_TASK TO CARRY OUT:_ Where the records hold the string "tower", show the whole line it sits on.

_EXERCISE MATERIAL:_

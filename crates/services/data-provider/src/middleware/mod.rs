//! Provider decorators.
//!
//! A decorator is a [`tower::Layer`] that wraps a [`SharedProvider`] in
//! another [`SharedProvider`]. [`ProviderStack`] applies an ordered list of
//! them: the first layer added is the outermost one and sees every call first.
//!
//! ```ignore
//! let stack = ProviderStack::new()
//!     .layer(LoggingLayer::new())
//!     .layer(CachingLayer::new(Arc::new(MemoryCache::new()), ttl));
//! let provider = stack.apply(backend);
//! ```

pub mod caching;
pub mod logging;

pub use caching::{CacheStore, CachingLayer, CachingProvider, MemoryCache, RedisCache};
pub use logging::{LoggingLayer, LoggingProvider};

use tower::Layer;

use crate::provider::SharedProvider;

/// Type-erased provider decorator
pub type BoxProviderLayer =
    Box<dyn Layer<SharedProvider, Service = SharedProvider> + Send + Sync>;

/// Ordered list of decorators, outermost first.
#[derive(Default)]
pub struct ProviderStack {
    layers: Vec<BoxProviderLayer>,
}

impl ProviderStack {
    pub fn new() -> Self {
        Self::default()
    }

    /// Append a layer inside the ones already added
    pub fn layer<L>(mut self, layer: L) -> Self
    where
        L: Layer<SharedProvider, Service = SharedProvider> + Send + Sync + 'static,
    {
        self.layers.push(Box::new(layer));
        self
    }

    pub fn push(&mut self, layer: BoxProviderLayer) {
        self.layers.push(layer);
    }

    pub fn len(&self) -> usize {
        self.layers.len()
    }

    pub fn is_empty(&self) -> bool {
        self.layers.is_empty()
    }

    /// Wrap a provider; the innermost layer is applied first
    pub fn apply(&self, provider: SharedProvider) -> SharedProvider {
        self.layers
            .iter()
            .rev()
            .fold(provider, |inner, layer| layer.layer(inner))
    }
}

impl std::fmt::Debug for ProviderStack {
    fn fmt(&self, f: &mut std::fmt::Formatter<'_>) -> std::fmt::Result {
        f.debug_struct("ProviderStack")
            .field("layers", &self.layers.len())
            .finish()
    }
}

_ANSWER AREA:_
//! A decorator is a [`tower::Layer`] that wraps a [`SharedProvider`] in
use tower::Layer;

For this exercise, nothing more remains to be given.